I will admit, I found myself relating to a few bits of this article. I expect my husband to know what needs to be done and to help without asking while he expect me to ask for assistance if I feel overwhelmed and want him to give our boy a bath or throw something in the washing machine. I wouldn’t consider myself a part of the 44% who think their spouse doesn’t notice what needs to be done, but I can sympathize with the frustration of having to ask for help or point out things needing to be done. It’s a problem that doesn’t need to be one though when you marry someone responsible and who exists on the same page as you. I may find myself annoyed that my husband can’t sense when I’m overworked and doesn’t automatically jump up to help me, but is that really his fault if I’m too busy storming around the house to ask for a helping hand? On the surface, moments like this make me feel anger towards him, but in reality I’m angry at the pile of various housework facing me and I’m willing to bet that a good deal of women who reported anger towards their spouse can say the same if they’re being honest with themselves.
Women and men are wired quite differently and it definitely shows when you put my husband and I side by side. We tackle chores differently and choose different orders and ways to do things. I prefer to come home from work and immediately tackle what needs to be done so I can get it out of the way while my husband likes to take some time to relax and get in comfortable clothes, unwinding before getting his hands dirty. He likes to write down a list of everything he wants to accomplish and I choose to play it by ear and hopefully remember all that needs to be done. We have different ways of washing dishes and clothes, different methods to bathe and feed the boy in the best manner possible, and different directions in which we tackle cleaning and disinfecting various rooms and areas. If you haven’t guessed, the key word here is different, not unequal or unbalanced, just different. The key to a peaceful household isn’t being with someone who does as you do but to be with someone who succeeds in the areas you fail and who fills your gaps, allowing you both to operate at 100% as a unit.

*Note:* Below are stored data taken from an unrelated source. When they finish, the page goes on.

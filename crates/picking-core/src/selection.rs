//! Hover and lock state for holes and edges.
//!
//! Two orthogonal axes:
//! - holes: at most one hovered, at most one locked. While a hole is locked
//!   hover updates are ignored entirely.
//! - edges: at most one hovered, and an ordered list of up to
//!   [`MAX_LOCKED_EDGES`] locked edges. Exactly two locked edges make the
//!   weld/fold choice available.

use serde::{Deserialize, Serialize};
use tracing::{debug, info};

use plate_types::{Affordance, EdgeId, HoleId, Modifiers};

use crate::affordance::AffordanceController;

pub const MAX_LOCKED_EDGES: usize = 2;

/// Coarse state of the hover/hole-lock axis. `HoverOnly` means a hole or
/// an edge candidate is under the pointer.
#[derive(Debug, Clone, Copy, PartialEq, Eq, Default, Serialize, Deserialize)]
pub enum HolePhase {
    #[default]
    Idle,
    HoverOnly,
    HoleLocked,
}

/// Both selection axes at once.
#[derive(Debug, Clone, Copy, PartialEq, Eq, Default, Serialize, Deserialize)]
pub struct SelectionPhase {
    pub hole: HolePhase,
    /// Number of locked edges, at most [`MAX_LOCKED_EDGES`].
    pub edges_locked: usize,
}

/// What a click did to the hole lock.
#[derive(Debug, Clone, Copy, PartialEq, Eq, Serialize, Deserialize)]
pub enum HoleLockChange {
    Unchanged,
    Locked(HoleId),
    Unlocked(HoleId),
}

#[derive(Debug, Clone, PartialEq, Eq, Serialize, Deserialize)]
pub struct ClickOutcome {
    pub hole: HoleLockChange,
    pub locked_edges: Vec<EdgeId>,
}

#[derive(Debug, Clone, Default, PartialEq, Eq)]
pub struct SelectionState {
    hovered_hole: Option<HoleId>,
    hovered_edge: Option<EdgeId>,
    locked_hole: Option<HoleId>,
    locked_edges: Vec<EdgeId>,
}

impl SelectionState {
    pub fn new() -> Self {
        Self::default()
    }

    pub fn hovered_hole(&self) -> Option<HoleId> {
        self.hovered_hole
    }

    pub fn hovered_edge(&self) -> Option<EdgeId> {
        self.hovered_edge
    }

    pub fn locked_hole(&self) -> Option<HoleId> {
        self.locked_hole
    }

    pub fn locked_edges(&self) -> &[EdgeId] {
        &self.locked_edges
    }

    /// Hover tracking is suspended while a hole is locked.
    pub fn hover_enabled(&self) -> bool {
        self.locked_hole.is_none()
    }

    pub fn phase(&self) -> SelectionPhase {
        let hole = if self.locked_hole.is_some() {
            HolePhase::HoleLocked
        } else if self.hovered_hole.is_some() || self.hovered_edge.is_some() {
            HolePhase::HoverOnly
        } else {
            HolePhase::Idle
        };
        SelectionPhase {
            hole,
            edges_locked: self.locked_edges.len(),
        }
    }

    /// The edge is hovered or locked, so it should draw highlighted.
    pub fn edge_highlighted(&self, id: EdgeId) -> bool {
        self.hovered_edge == Some(id) || self.locked_edges.contains(&id)
    }

    /// Record the candidates under the pointer. Returns `false` and changes
    /// nothing while a hole is locked.
    pub fn set_hover(
        &mut self,
        hole: Option<HoleId>,
        edge: Option<EdgeId>,
        ui: &mut dyn AffordanceController,
    ) -> bool {
        if !self.hover_enabled() {
            return false;
        }
        if self.hovered_hole != hole || self.hovered_edge != edge {
            debug!(?hole, ?edge, "hover changed");
        }
        self.hovered_hole = hole;
        self.hovered_edge = edge;
        ui.set_visible(Affordance::Tooltip, hole.is_some());
        true
    }

    /// Nothing under the pointer, or no plate to pick against.
    pub fn clear_hover(&mut self, ui: &mut dyn AffordanceController) -> bool {
        self.set_hover(None, None, ui)
    }

    /// Apply a click using the candidates from the most recent hover.
    pub fn click(&mut self, modifiers: Modifiers, ui: &mut dyn AffordanceController) -> ClickOutcome {
        let hole = self.hovered_hole;
        let edge = self.hovered_edge;

        let hole_change = match hole {
            Some(id) => self.toggle_hole(id, ui),
            None => HoleLockChange::Unchanged,
        };

        match (hole, edge) {
            (_, Some(id)) => self.lock_edge(id, modifiers, ui),
            (None, None) => {
                if !self.locked_edges.is_empty() {
                    info!("click on empty space, clearing locked edges");
                }
                self.locked_edges.clear();
                ui.hide(Affordance::WeldFold);
            }
            (Some(_), None) => {}
        }
        debug!(phase = ?self.phase(), "click applied");

        ClickOutcome {
            hole: hole_change,
            locked_edges: self.locked_edges.clone(),
        }
    }

    fn toggle_hole(&mut self, id: HoleId, ui: &mut dyn AffordanceController) -> HoleLockChange {
        if self.locked_hole == Some(id) {
            info!(hole = %id, "hole unlocked");
            self.locked_hole = None;
            self.hovered_hole = None;
            ui.hide(Affordance::StudUpload);
            ui.hide(Affordance::DiameterEdit);
            ui.hide(Affordance::Tooltip);
            HoleLockChange::Unlocked(id)
        } else {
            info!(hole = %id, "hole locked");
            self.locked_hole = Some(id);
            ui.show(Affordance::StudUpload);
            ui.show(Affordance::DiameterEdit);
            HoleLockChange::Locked(id)
        }
    }

    fn lock_edge(&mut self, id: EdgeId, modifiers: Modifiers, ui: &mut dyn AffordanceController) {
        if !modifiers.multi_select() {
            self.locked_edges.clear();
        } else if self.locked_edges.len() >= MAX_LOCKED_EDGES {
            debug!("third edge clicked, resetting edge selection");
            self.locked_edges.clear();
        }
        if !self.locked_edges.contains(&id) {
            self.locked_edges.push(id);
        }
        info!(edges = ?self.locked_edges, "edge selection changed");
        ui.set_visible(Affordance::WeldFold, self.locked_edges.len() == MAX_LOCKED_EDGES);
    }

    /// Drop all hover and lock state, e.g. when a new model replaces the
    /// current one.
    pub fn reset(&mut self, ui: &mut dyn AffordanceController) {
        *self = Self::default();
        for kind in Affordance::ALL {
            ui.hide(kind);
        }
    }
}

#[cfg(test)]
mod tests {
    use super::*;
    use crate::affordance::VisibilityTracker;

    #[test]
    fn test_hover_shows_tooltip_only_for_holes() {
        let mut s = SelectionState::new();
        let mut ui = VisibilityTracker::new();
        s.set_hover(None, Some(EdgeId(0)), &mut ui);
        assert!(!ui.is_visible(Affordance::Tooltip));
        assert_eq!(s.phase().hole, HolePhase::HoverOnly);
        s.set_hover(Some(HoleId(1)), None, &mut ui);
        assert!(ui.is_visible(Affordance::Tooltip));
        s.clear_hover(&mut ui);
        assert!(!ui.is_visible(Affordance::Tooltip));
        assert_eq!(s.phase(), SelectionPhase::default());
    }

    #[test]
    fn test_lock_freezes_hover() {
        let mut s = SelectionState::new();
        let mut ui = VisibilityTracker::new();
        s.set_hover(Some(HoleId(2)), None, &mut ui);
        let out = s.click(Modifiers::NONE, &mut ui);
        assert_eq!(out.hole, HoleLockChange::Locked(HoleId(2)));
        assert!(ui.is_visible(Affordance::StudUpload));
        assert!(ui.is_visible(Affordance::DiameterEdit));

        assert!(!s.set_hover(Some(HoleId(5)), None, &mut ui));
        assert!(!s.clear_hover(&mut ui));
        assert_eq!(s.hovered_hole(), Some(HoleId(2)));
    }

    #[test]
    fn test_second_click_unlocks_and_clears_hole_affordances() {
        let mut s = SelectionState::new();
        let mut ui = VisibilityTracker::new();
        s.set_hover(Some(HoleId(0)), None, &mut ui);
        s.click(Modifiers::NONE, &mut ui);
        let out = s.click(Modifiers::NONE, &mut ui);
        assert_eq!(out.hole, HoleLockChange::Unlocked(HoleId(0)));
        assert!(s.hover_enabled());
        assert_eq!(s.hovered_hole(), None);
        for kind in [Affordance::StudUpload, Affordance::DiameterEdit, Affordance::Tooltip] {
            assert!(!ui.is_visible(kind));
        }
    }

    #[test]
    fn test_plain_click_keeps_single_edge() {
        let mut s = SelectionState::new();
        let mut ui = VisibilityTracker::new();
        s.set_hover(None, Some(EdgeId(0)), &mut ui);
        s.click(Modifiers::NONE, &mut ui);
        s.set_hover(None, Some(EdgeId(1)), &mut ui);
        let out = s.click(Modifiers::NONE, &mut ui);
        assert_eq!(out.locked_edges, vec![EdgeId(1)]);
        assert!(!ui.is_visible(Affordance::WeldFold));
    }

    #[test]
    fn test_modifier_reclick_does_not_duplicate() {
        let mut s = SelectionState::new();
        let mut ui = VisibilityTracker::new();
        s.set_hover(None, Some(EdgeId(4)), &mut ui);
        s.click(Modifiers::ctrl(), &mut ui);
        let out = s.click(Modifiers::ctrl(), &mut ui);
        assert_eq!(out.locked_edges, vec![EdgeId(4)]);
    }

    #[test]
    fn test_empty_click_clears_edges() {
        let mut s = SelectionState::new();
        let mut ui = VisibilityTracker::new();
        for (n, id) in [0, 1].into_iter().enumerate() {
            s.set_hover(None, Some(EdgeId(id)), &mut ui);
            s.click(Modifiers::ctrl(), &mut ui);
            assert_eq!(s.phase().edges_locked, n + 1);
        }
        assert!(ui.is_visible(Affordance::WeldFold));
        s.clear_hover(&mut ui);
        let out = s.click(Modifiers::NONE, &mut ui);
        assert!(out.locked_edges.is_empty());
        assert!(!ui.is_visible(Affordance::WeldFold));
        assert_eq!(s.phase().edges_locked, 0);
    }

    #[test]
    fn test_hole_click_leaves_edges_alone() {
        let mut s = SelectionState::new();
        let mut ui = VisibilityTracker::new();
        s.set_hover(None, Some(EdgeId(3)), &mut ui);
        s.click(Modifiers::NONE, &mut ui);
        s.set_hover(Some(HoleId(0)), None, &mut ui);
        let out = s.click(Modifiers::NONE, &mut ui);
        assert_eq!(out.locked_edges, vec![EdgeId(3)]);
        assert_eq!(s.locked_hole(), Some(HoleId(0)));
        assert_eq!(
            s.phase(),
            SelectionPhase {
                hole: HolePhase::HoleLocked,
                edges_locked: 1,
            }
        );
    }

    #[test]
    fn test_reset_hides_everything() {
        let mut s = SelectionState::new();
        let mut ui = VisibilityTracker::new();
        s.set_hover(Some(HoleId(0)), Some(EdgeId(0)), &mut ui);
        s.click(Modifiers::NONE, &mut ui);
        s.reset(&mut ui);
        assert_eq!(s, SelectionState::new());
        assert!(ui.visible().is_empty());
    }
}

It comes as no shocker that the article reports about half of the mothers out there find themselves getting irate at their hubby at least once a week and I’m sure the men can say the same about their wives. Marriage and parenthood have its downsides that come with all the good and one of those includes being fed up with the person you’re with. My husband will freely admit that he sometimes goes out of his way to drive me a little batty, mainly because it’s pretty easy to do, but it’s one of those things that will happen whether you intend it to or not. The best thing us females can do is to ensure we’re picky about who we choose to cohabitate with. I married someone who is even more germaphobic than I am and who only knows what lazy means on Sundays, someone who doesn’t slack off or procrastinate (too bad) and someone who is committed to getting the most out of life. It’s the reason I’m a member of the happy half of wives and the reason I have little sympathy for the angry ones out there. Know what you want and make sure you have it before you even think about adding marriage and children to the equation, otherwise you’re setting yourself up for many upsetting days in your future.